//! Device document metadata and timestamp handling

use std::collections::HashMap;
use std::sync::OnceLock;

use chrono::{DateTime, Utc};
use regex::Regex;

use crate::error::{Result, SyncError};

/// Key the device CLI prints for the display name (sic)
const DISPLAY_NAME_KEYS: [&str; 2] = ["VissibleName", "VisibleName"];
const MODIFIED_KEY: &str = "ModifiedClient";

/// Metadata reported by the device for one document
#[derive(Debug, Clone, PartialEq)]
pub struct DocumentStat {
    /// Device-internal document id
    pub id: String,
    /// e.g. `DocumentType` or `CollectionType`
    pub doc_type: String,
    pub display_name: Option<String>,
    pub modified: DateTime<Utc>,
    /// Every `Key:value` pair as printed
    pub fields: HashMap<String, String>,
}

fn field_regex() -> &'static Regex {
    static RE: OnceLock<Regex> = OnceLock::new();
    RE.get_or_init(|| Regex::new(r"[{\s](\w+):([^\s}]*)").expect("valid stat regex"))
}

impl DocumentStat {
    /// Parse `stat` output: a header line, then a `{Key:value ...}` record
    pub fn parse(output: &str) -> Result<Self> {
        let record = output
            .lines()
            .map(str::trim)
            .find(|line| line.starts_with('{'))
            .ok_or_else(|| SyncError::Device(format!("no stat record in: {}", output.trim())))?;

        let fields: HashMap<String, String> = field_regex()
            .captures_iter(record)
            .map(|c| (c[1].to_string(), c[2].to_string()))
            .collect();
        if fields.is_empty() {
            return Err(SyncError::Device(format!("could not parse stat: {}", record)));
        }

        let id = fields
            .get("ID")
            .cloned()
            .ok_or_else(|| SyncError::Device("stat has no ID".to_string()))?;
        let modified_raw = fields
            .get(MODIFIED_KEY)
            .ok_or_else(|| SyncError::Device(format!("stat has no {}", MODIFIED_KEY)))?;
        let modified = parse_device_timestamp(modified_raw)?;

        Ok(Self {
            id,
            doc_type: fields
                .get("Type")
                .cloned()
                .unwrap_or_else(|| "DocumentType".to_string()),
            display_name: DISPLAY_NAME_KEYS
                .iter()
                .find_map(|key| fields.get(*key))
                .filter(|name| !name.is_empty())
                .cloned(),
            modified,
            fields,
        })
    }
}

/// Rewrite a device timestamp into `%Y-%m-%dT%H:%M:%S%.6f%:z` form.
///
/// The device prints a bare `Z` for UTC and trims trailing zeros from the
/// fractional seconds.
pub fn normalize_timestamp(raw: &str) -> String {
    let raw = raw.trim();
    let (body, offset) = if let Some(body) = raw.strip_suffix('Z').or(raw.strip_suffix('z')) {
        (body, "+00:00".to_string())
    } else {
        // Offset starts at the last sign after the time separator
        let time_start = raw.find('T').map(|i| i + 1).unwrap_or(0);
        match raw[time_start..].rfind(|c: char| c == '+' || c == '-') {
            Some(i) => {
                let (body, offset) = raw.split_at(time_start + i);
                let offset = if offset.len() == 5 && offset[1..].bytes().all(|b| b.is_ascii_digit()) {
                    format!("{}:{}", &offset[..3], &offset[3..])
                } else {
                    offset.to_string()
                };
                (body, offset)
            }
            None => (raw, "+00:00".to_string()),
        }
    };

    let (seconds, fraction) = match body.split_once('.') {
        Some((seconds, fraction)) => (seconds, fraction),
        None => (body, ""),
    };
    let mut fraction: String = fraction.chars().take(6).collect();
    while fraction.len() < 6 {
        fraction.push('0');
    }

    format!("{}.{}{}", seconds, fraction, offset)
}

/// Parse a device timestamp into UTC
pub fn parse_device_timestamp(raw: &str) -> Result<DateTime<Utc>> {
    let normalized = normalize_timestamp(raw);
    DateTime::parse_from_str(&normalized, "%Y-%m-%dT%H:%M:%S%.6f%:z")
        .map(|dt| dt.with_timezone(&Utc))
        .map_err(|e| SyncError::Timestamp(format!("{} ({})", raw, e)))
}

******

The task: Find the word "normalized" in the entries and show each line where it is found.

Answer to this exercise:
    let normalized = normalize_timestamp(raw);
    DateTime::parse_from_str(&normalized, "%Y-%m-%dT%H:%M:%S%.6f%:z")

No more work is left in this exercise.